You were right, I did have a good time.  They are the nicest ladies, yep. You were right, sometimes it's good to step out of my comfort zone.

I happily knitted, a lot.    I made a scarf and hat for you.  Get better, okay?  

Two birthday shawls and another scarf or two along with a mermaid afghan is how I finished out the year.

My heel still hurts.  I went to the doctor.  He gave me a shot.  He said it wasn't going to hurt.  It did.  It didn't help.   I go back next week.

On Christmas Day Ross and I made sauce, meatballs and lasagna.

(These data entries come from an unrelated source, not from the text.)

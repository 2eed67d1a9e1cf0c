//! Trust store error types.

use thiserror::Error;

/// Errors that can occur during trust store operations.
#[derive(Debug, Error)]
pub enum StoreError {
    /// SQLx error (connection, query, closed pool, etc.)
    #[error("database error: {0}")]
    Sqlx(#[from] sqlx::Error),

    /// Migration error
    #[error("migration error: {0}")]
    Migration(#[from] sqlx::migrate::MigrateError),

    /// A metadata value could not be interpreted
    #[error("invalid metadata value for {key}: {value}")]
    Metadata { key: &'static str, value: i64 },
}

/// Result type for trust store operations.
pub type Result<T> = std::result::Result<T, StoreError>;
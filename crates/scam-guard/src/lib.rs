//! Offline scam-signal subsystem.
//!
//! This crate keeps a local cache of trusted senders and reported scammers
//! eventually consistent with a remote authority, and classifies inbound
//! messages against it without touching the network:
//!
//! - [`Reconciler`] - fetches both signal sets and replaces the local copy atomically
//! - [`SyncCycle`] / [`TaskRegistrar`] - periodic, freshness-gated sync and inbox scan
//! - [`MessageClassifier`] - format heuristic plus trust store lookups
//! - [`NotificationBus`] / [`WarningFeed`] - warning fan-out to the UI layer
//!
//! # Example
//!
//! ```no_run
//! use scam_guard::{GuardConfig, InboundMessage, ScamGuard};
//!
//! # async fn example() -> scam_guard::Result<()> {
//! let guard = ScamGuard::from_config(&GuardConfig::from_env()).await?;
//!
//! let _subscription = guard.bus().subscribe(|warning| {
//!     println!("warning: {}", warning);
//!     Ok(())
//! });
//!
//! let message = InboundMessage::new("+250 788 000 001", "You have received RWF 5,000");
//! let result = guard.classify(&message).await;
//! println!("{:?}", result.outcome);
//! # Ok(())
//! # }
//! ```

pub mod bus;
pub mod classifier;
pub mod config;
pub mod error;
pub mod inbox;
pub mod reconcile;
pub mod scheduler;
pub mod warnings;

pub use bus::{ListenerError, NotificationBus, Subscription};
pub use classifier::{
    Classification, ClassificationOutcome, FormatRules, MessageClassifier,
    FORMAT_OR_SOURCE_MISMATCH, REPORTED_SCAMMER,
};
pub use config::GuardConfig;
pub use error::{GuardError, Result};
pub use inbox::{InboundMessage, JsonInbox, MemoryInbox, MessageSupplier};
pub use reconcile::{ReconcileSummary, Reconciler};
pub use scheduler::{
    needs_sync, CycleReport, PeriodicTask, SyncCycle, SyncOutcome, TaskHandle, TaskRegistrar,
    TokioRegistrar,
};
pub use warnings::{Warning, WarningFeed};

// Re-export the store and source crates for embedders.
pub use signal_source;
pub use trust_store;

use std::sync::Arc;

use signal_source::{HttpSignalSource, SignalSource};
use tracing::{info, warn};
use trust_store::{normalize, SignalSet, SyncMetadata, TrustStore};

/// Current wall-clock time in epoch milliseconds.
pub fn now_millis() -> u64 {
    u64::try_from(chrono::Utc::now().timestamp_millis()).unwrap_or(0)
}

/// Store and set sizes, for status reporting.
#[derive(Debug, Clone, Copy, PartialEq, Eq)]
pub struct GuardStatus {
    pub metadata: SyncMetadata,
    pub trusted: i64,
    pub scammers: i64,
}

/// The assembled subsystem: one store handle shared by the classifier and
/// (when a remote authority is configured) the reconciler.
#[derive(Debug, Clone)]
pub struct ScamGuard {
    config: GuardConfig,
    store: TrustStore,
    bus: NotificationBus,
    classifier: MessageClassifier,
    reconciler: Option<Reconciler>,
}

impl ScamGuard {
    /// Connect to the configured store and wire up every component.
    pub async fn from_config(config: &GuardConfig) -> Result<Self> {
        let store = TrustStore::connect(&config.database_url)
            .await
            .map_err(GuardError::StorageOpenFailed)?;
        store
            .initialize()
            .await
            .map_err(GuardError::StorageOpenFailed)?;

        let source = match &config.source {
            Some(source_config) => {
                let http = HttpSignalSource::new(source_config.clone())
                    .map_err(|e| GuardError::Config(e.to_string()))?;
                let source: Arc<dyn SignalSource> = Arc::new(http);
                Some(source)
            }
            None => None,
        };

        Self::with_parts(config.clone(), store, source)
    }

    /// Wire components around an existing store and optional source.
    pub fn with_parts(
        config: GuardConfig,
        store: TrustStore,
        source: Option<Arc<dyn SignalSource>>,
    ) -> Result<Self> {
        let bus = NotificationBus::new();
        let classifier = MessageClassifier::new(store.clone(), bus.clone(), config.format_rules()?);
        let reconciler = source.map(|source| Reconciler::new(source, store.clone()));

        Ok(Self {
            config,
            store,
            bus,
            classifier,
            reconciler,
        })
    }

    pub fn store(&self) -> &TrustStore {
        &self.store
    }

    pub fn bus(&self) -> &NotificationBus {
        &self.bus
    }

    pub fn classifier(&self) -> &MessageClassifier {
        &self.classifier
    }

    /// Classify one inbound message, emitting its warnings.
    pub async fn classify(&self, message: &InboundMessage) -> Classification {
        self.classifier.classify(message).await
    }

    fn reconciler(&self) -> Result<&Reconciler> {
        self.reconciler
            .as_ref()
            .ok_or_else(|| GuardError::Config("SIGNAL_SOURCE_URL not set".to_string()))
    }

    /// Reconcile immediately, ignoring the freshness window.
    pub async fn sync_now(&self) -> Result<ReconcileSummary> {
        self.reconciler()?.force_sync().await
    }

    /// The periodic task body, with the configured inbox attached.
    ///
    /// Without a remote authority the cycle still scans the inbox.
    pub fn sync_cycle(&self) -> SyncCycle {
        let cycle = match &self.reconciler {
            Some(reconciler) => SyncCycle::new(reconciler.clone(), self.classifier.clone()),
            None => {
                warn!("No signal source configured, periodic sync disabled");
                SyncCycle::classify_only(self.store.clone(), self.classifier.clone())
            }
        };
        let mut cycle = cycle.with_freshness_window(self.config.freshness_window);

        if let Some(path) = &self.config.inbox_file {
            cycle = cycle.with_inbox(Arc::new(JsonInbox::new(path)));
        }

        cycle
    }

    /// Register the sync cycle with a host scheduler at the configured interval.
    pub fn schedule(&self, registrar: &dyn TaskRegistrar) -> TaskHandle {
        registrar.register_periodic(Arc::new(self.sync_cycle()), self.config.tick_interval)
    }

    /// Locally mark senders as trusted, without waiting for a sync.
    pub async fn mark_trusted(&self, raw: &[&str]) -> Result<u64> {
        self.merge(SignalSet::Trusted, raw).await
    }

    /// Locally report senders as scammers, without waiting for a sync.
    pub async fn report_scammer(&self, raw: &[&str]) -> Result<u64> {
        self.merge(SignalSet::Scammer, raw).await
    }

    async fn merge(&self, set: SignalSet, raw: &[&str]) -> Result<u64> {
        let identifiers: Vec<_> = raw.iter().map(|r| normalize(r)).collect();
        self.store
            .merge_into(set, &identifiers)
            .await
            .map_err(GuardError::StorageWriteFailed)
    }

    /// Sync metadata and set sizes.
    pub async fn status(&self) -> Result<GuardStatus> {
        let status = GuardStatus {
            metadata: self.store.metadata().await.map_err(GuardError::StorageReadFailed)?,
            trusted: self
                .store
                .count(SignalSet::Trusted)
                .await
                .map_err(GuardError::StorageReadFailed)?,
            scammers: self
                .store
                .count(SignalSet::Scammer)
                .await
                .map_err(GuardError::StorageReadFailed)?,
        };

        info!(
            trusted = status.trusted,
            scammers = status.scammers,
            last_sync = ?status.metadata.last_successful_sync_at,
            "Trust store status"
        );
        Ok(status)
    }
}

/// Crate version.
pub fn version() -> &'static str {
    env!("CARGO_PKG_VERSION")
}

We celebrated Christmas on Sunday, December 27.
Everyone was here.  That would be Jen, Derek, Bella, Ryan and Jackson, Anne and Domani, Jimmy, Tara, Kenny and Ty.
Our house was suddenly wide awake filled with brilliant life lights.

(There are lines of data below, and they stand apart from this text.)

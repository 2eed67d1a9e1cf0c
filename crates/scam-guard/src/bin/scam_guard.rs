use clap::{Parser, Subcommand};
use tracing::{info, warn};
use tracing_subscriber::EnvFilter;

use scam_guard::{GuardConfig, InboundMessage, ScamGuard, TokioRegistrar, WarningFeed};

#[derive(Debug, Parser)]
#[command(name = "scam-guard")]
#[command(about = "Sync scam signals and classify inbound mobile-money messages")]
struct Args {
    /// Trust store URL. Falls back to TRUST_STORE_URL env.
    #[arg(long)]
    database_url: Option<String>,

    #[command(subcommand)]
    command: Command,
}

#[derive(Debug, Subcommand)]
enum Command {
    /// Run the periodic sync and inbox scan until interrupted
    Run,
    /// Reconcile the trust store with the remote authority now
    Sync,
    /// Classify one message and print the warnings it raises
    Classify {
        /// Sender identifier as shown by the platform
        #[arg(long)]
        sender: String,

        /// Message text
        #[arg(long)]
        body: String,
    },
    /// Mark a sender as trusted locally
    Trust {
        /// Sender identifier (any formatting)
        number: String,
    },
    /// Report a sender as a scammer locally
    Report {
        /// Sender identifier (any formatting)
        number: String,
    },
    /// Show sync metadata and set sizes
    Status,
}

#[tokio::main]
async fn main() -> Result<(), Box<dyn std::error::Error>> {
    let _ = dotenvy::dotenv();
    tracing_subscriber::fmt()
        .with_env_filter(EnvFilter::try_from_default_env().unwrap_or_else(|_| EnvFilter::new("info")))
        .init();

    let args = Args::parse();

    let mut config = GuardConfig::from_env();
    if let Some(url) = args.database_url {
        config.database_url = url;
    }

    let guard = ScamGuard::from_config(&config).await?;

    // Stand-in for the UI: log every warning and keep the latest few.
    let feed = WarningFeed::new();
    let _feed_subscription = feed.attach(guard.bus());
    let _log_subscription = guard.bus().subscribe(|warning| {
        warn!(warning, "Scam warning");
        Ok(())
    });

    match args.command {
        Command::Run => {
            let registrar = TokioRegistrar::new(config.cycle_budget);
            let handle = guard.schedule(&registrar);
            info!(task = handle.name(), "Scam guard running, press Ctrl-C to stop");

            tokio::signal::ctrl_c().await?;
            handle.cancel();

            for warning in feed.snapshot() {
                info!(id = %warning.id, message = %warning.message, "Recent warning");
            }
        }
        Command::Sync => {
            let summary = guard.sync_now().await?;
            println!(
                "synced {} trusted, {} scammers at {}",
                summary.trusted, summary.scammers, summary.synced_at
            );
        }
        Command::Classify { sender, body } => {
            let result = guard.classify(&InboundMessage::new(sender, body)).await;
            println!("sender:       {}", result.sender);
            println!("format valid: {}", result.outcome.is_format_valid);
            println!("trusted:      {}", result.outcome.is_trusted_sender);
            println!("scammer:      {}", result.outcome.is_known_scammer);
            if result.degraded {
                println!("(trust store has never synced)");
            }
            for warning in feed.snapshot() {
                println!("warning:      {}", warning.message);
            }
        }
        Command::Trust { number } => {
            guard.mark_trusted(&[number.as_str()]).await?;
            println!("trusted {}", scam_guard::trust_store::normalize(&number));
        }
        Command::Report { number } => {
            guard.report_scammer(&[number.as_str()]).await?;
            println!("reported {}", scam_guard::trust_store::normalize(&number));
        }
        Command::Status => {
            let status = guard.status().await?;
            match status.metadata.last_successful_sync_at {
                Some(at) => println!("last sync:  {}", at),
                None => println!("last sync:  never"),
            }
            println!("trusted:    {}", status.trusted);
            println!("scammers:   {}", status.scammers);
        }
    }

    guard.store().close().await;
    Ok(())
}
//! Feature-Handler für AppCommand-Verarbeitung.
//!
//! Jeder Handler gruppiert die Command-Ausführung eines Feature-Bereichs.
//! Der Controller dispatcht an die passende Handler-Funktion.

pub mod editing;
pub mod file_io;
pub mod history;
pub mod selection;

I miss Joe.  He should be here too.  Yes, he should.     My heart hurts.

These past few weeks the weather has been unusually warm.   The temperatures have been above normal.  A few days in December have been in the 70's.  We have also had many days of rain.

Today is the first day in awhile that the sun has peeked out a little.

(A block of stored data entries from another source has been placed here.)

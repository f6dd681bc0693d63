//! Repräsentiert ein einzelnes Streckensegment (Gerade oder Kurve).

use glam::Vec2;
use std::fmt;

// ── Eingabe-Grenzen (Editier-Grenze, nicht vom Modell selbst erzwungen) ──

/// Minimale Segmentlänge in Metern.
pub const LENGTH_MIN: f64 = 50.0;
/// Maximale Segmentlänge in Metern.
pub const LENGTH_MAX: f64 = 1000.0;
/// Minimale befahrbare Breite in Metern.
pub const WIDTH_MIN: f64 = 10.0;
/// Maximale befahrbare Breite in Metern.
pub const WIDTH_MAX: f64 = 30.0;
/// Minimale Überhöhung in Grad.
pub const BANKING_MIN: f64 = 0.0;
/// Maximale Überhöhung in Grad.
pub const BANKING_MAX: f64 = 30.0;
/// Minimale Höhendifferenz zur Basislinie in Metern.
pub const ELEVATION_MIN: f64 = -50.0;
/// Maximale Höhendifferenz zur Basislinie in Metern.
pub const ELEVATION_MAX: f64 = 50.0;

/// Stabile Segment-ID (wird bei Erzeugung vergeben, nie wiederverwendet)
#[derive(Debug, Clone, PartialEq, Eq, Hash, PartialOrd, Ord)]
pub struct SegmentId(pub String);

impl SegmentId {
    /// Erstellt eine ID aus beliebigem Text.
    pub fn new(id: impl Into<String>) -> Self {
        Self(id.into())
    }

    /// Liefert die ID als String-Slice.
    pub fn as_str(&self) -> &str {
        &self.0
    }
}

impl fmt::Display for SegmentId {
    fn fmt(&self, f: &mut fmt::Formatter<'_>) -> fmt::Result {
        f.write_str(&self.0)
    }
}

impl From<&str> for SegmentId {
    fn from(value: &str) -> Self {
        Self(value.to_string())
    }
}

/// Art des Segments (geschlossene Menge)
#[derive(Debug, Clone, Copy, PartialEq, Eq, Hash)]
pub enum SegmentKind {
    /// Gerade
    Straight,
    /// Linkskurve
    CornerLeft,
    /// Rechtskurve
    CornerRight,
}

impl SegmentKind {
    /// Gibt zurück, ob es sich um eine Kurve (links oder rechts) handelt.
    pub fn is_corner(self) -> bool {
        matches!(self, Self::CornerLeft | Self::CornerRight)
    }

    /// Bezeichner im Transferformat.
    pub fn as_wire_str(self) -> &'static str {
        match self {
            Self::Straight => "straight",
            Self::CornerLeft => "corner-left",
            Self::CornerRight => "corner-right",
        }
    }

    /// Parst den Bezeichner aus dem Transferformat.
    pub fn from_wire_str(value: &str) -> Option<Self> {
        match value {
            "straight" => Some(Self::Straight),
            "corner-left" => Some(Self::CornerLeft),
            "corner-right" => Some(Self::CornerRight),
            _ => None,
        }
    }
}

/// Sektor für die Zeitmessung (wird nicht bewertet)
#[derive(Debug, Clone, Copy, PartialEq, Eq, Hash)]
pub enum SectorNumber {
    /// Sektor 1
    One,
    /// Sektor 2
    Two,
    /// Sektor 3
    Three,
}

impl SectorNumber {
    /// Numerischer Wert (1..=3).
    pub fn as_u8(self) -> u8 {
        match self {
            Self::One => 1,
            Self::Two => 2,
            Self::Three => 3,
        }
    }

    /// Wandelt 1..=3 in einen Sektor um, alles andere ergibt `None`.
    pub fn from_u8(value: u8) -> Option<Self> {
        match value {
            1 => Some(Self::One),
            2 => Some(Self::Two),
            3 => Some(Self::Three),
            _ => None,
        }
    }
}

/// Ein physisches Streckenstück
#[derive(Debug, Clone, PartialEq)]
pub struct Segment {
    /// Eindeutige ID innerhalb der Segmentliste
    pub id: SegmentId,
    /// Gerade oder Kurve
    pub kind: SegmentKind,
    /// Position im Editor (nur Layout, nicht bewertet)
    pub position: Vec2,
    /// Länge in Metern
    pub length: f64,
    /// Befahrbare Breite in Metern
    pub width: f64,
    /// Überhöhung in Grad
    pub banking: f64,
    /// Höhendifferenz zur Basislinie in Metern (nicht kumulativ)
    pub elevation: f64,
    /// DRS-Zone (Überholhilfe)
    pub is_drs: bool,
    /// Optionaler Zeitmess-Sektor
    pub sector: Option<SectorNumber>,
}

impl Segment {
    /// Erstellt ein Segment mit neutralen Attributen.
    pub fn new(id: SegmentId, kind: SegmentKind, position: Vec2, length: f64, width: f64) -> Self {
        Self {
            id,
            kind,
            position,
            length,
            width,
            banking: 0.0,
            elevation: 0.0,
            is_drs: false,
            sector: None,
        }
    }

    /// Wendet ein partielles Update an; alle Werte werden in die Editier-Grenzen geklemmt.
    pub fn apply_update(&mut self, update: &SegmentUpdate) {
        if let Some(kind) = update.kind {
            self.kind = kind;
        }
        if let Some(length) = update.length {
            self.length = clamp_input(length, LENGTH_MIN, LENGTH_MAX, self.length);
        }
        if let Some(width) = update.width {
            self.width = clamp_input(width, WIDTH_MIN, WIDTH_MAX, self.width);
        }
        if let Some(banking) = update.banking {
            self.banking = clamp_input(banking, BANKING_MIN, BANKING_MAX, self.banking);
        }
        if let Some(elevation) = update.elevation {
            self.elevation = clamp_input(elevation, ELEVATION_MIN, ELEVATION_MAX, self.elevation);
        }
        if let Some(is_drs) = update.is_drs {
            self.is_drs = is_drs;
        }
        if let Some(sector) = update.sector {
            self.sector = sector;
        }
    }
}

/// NaN behält den bisherigen Wert, alles andere wird geklemmt.
fn clamp_input(value: f64, min: f64, max: f64, previous: f64) -> f64 {
    if value.is_nan() {
        previous
    } else {
        value.clamp(min, max)
    }
}

/// Partielles Update eines Segments (nur gesetzte Felder werden übernommen).
#[derive(Debug, Clone, Default, PartialEq)]
pub struct SegmentUpdate {
    pub kind: Option<SegmentKind>,
    pub length: Option<f64>,
    pub width: Option<f64>,
    pub banking: Option<f64>,
    pub elevation: Option<f64>,
    pub is_drs: Option<bool>,
    /// `Some(None)` entfernt den Sektor
    pub sector: Option<Option<SectorNumber>>,
}

impl SegmentUpdate {
    /// Gibt zurück, ob das Update kein Feld setzt.
    pub fn is_empty(&self) -> bool {
        *self == Self::default()
    }
}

We took down our Christmas decorations today.  Strangely,  I felt uncomfortable with so much Christmas around.  I feel more like myself now that everything is back the way it was before.

Is it silly that after all these years of life, knowing what I know, having the experiences I've had I still wish for things like happiness and healthy, peaceful times for you?

I suppose that's what's known as hope.

So,  we start over, once again.

Happy Healthy Peaceful 2016.

Saturday, December 5, 2015

It’s Okay, Joe

December 5, 2015

My son Joe passed away four years ago today.
As I always do on this day, I find my way into the darkened space of my heart.  It is where my pain and anger has burrowed in.  It is deep and cleverly hidden.  Most of the time.  But not today.  Today I find it, grab hold of it and pull it out.
Yesterday was the four-year anniversary of Joe's last day here, with us.  I have flashing visual memories of the day.
I recall those of us who loved Joe wandering in and out of the room.  The room where he would find his final rest.  Or perhaps it was me.  Yes, it was me.  I was the wanderer.
My memories of that day are surreal.  I feel confused.  What is going on?  I don't understand what's happening.   I want to pick him up and carry him away from that room.  I want to take him away from death.
I close my eyes and I hear the day.  The football game is playing on the TV in the room where Joe lay, unconscious.  It's loud.   Unconsciously, I find myself putting my hands over my ears.  It should be quiet.  Joe was quiet.
The hospice nurse was sitting on the other bed in the room.  Right next to Joe.  She told me to talk to him.  "He can hear you," she said.
I was irrationally puzzled.  How can he hear me?  It's so loud in here. 
But I tell him, "It's okay Joe.  It's okay."
I'm not sure what I meant by that.   But it's what a mother says, you know.  It's what a mother says.
This one day is the day of my son' death.   There is no joy in this day.
But this day, this death day, was not the life of Joe.  Tomorrow I will remember the beautiful life that was my Joe.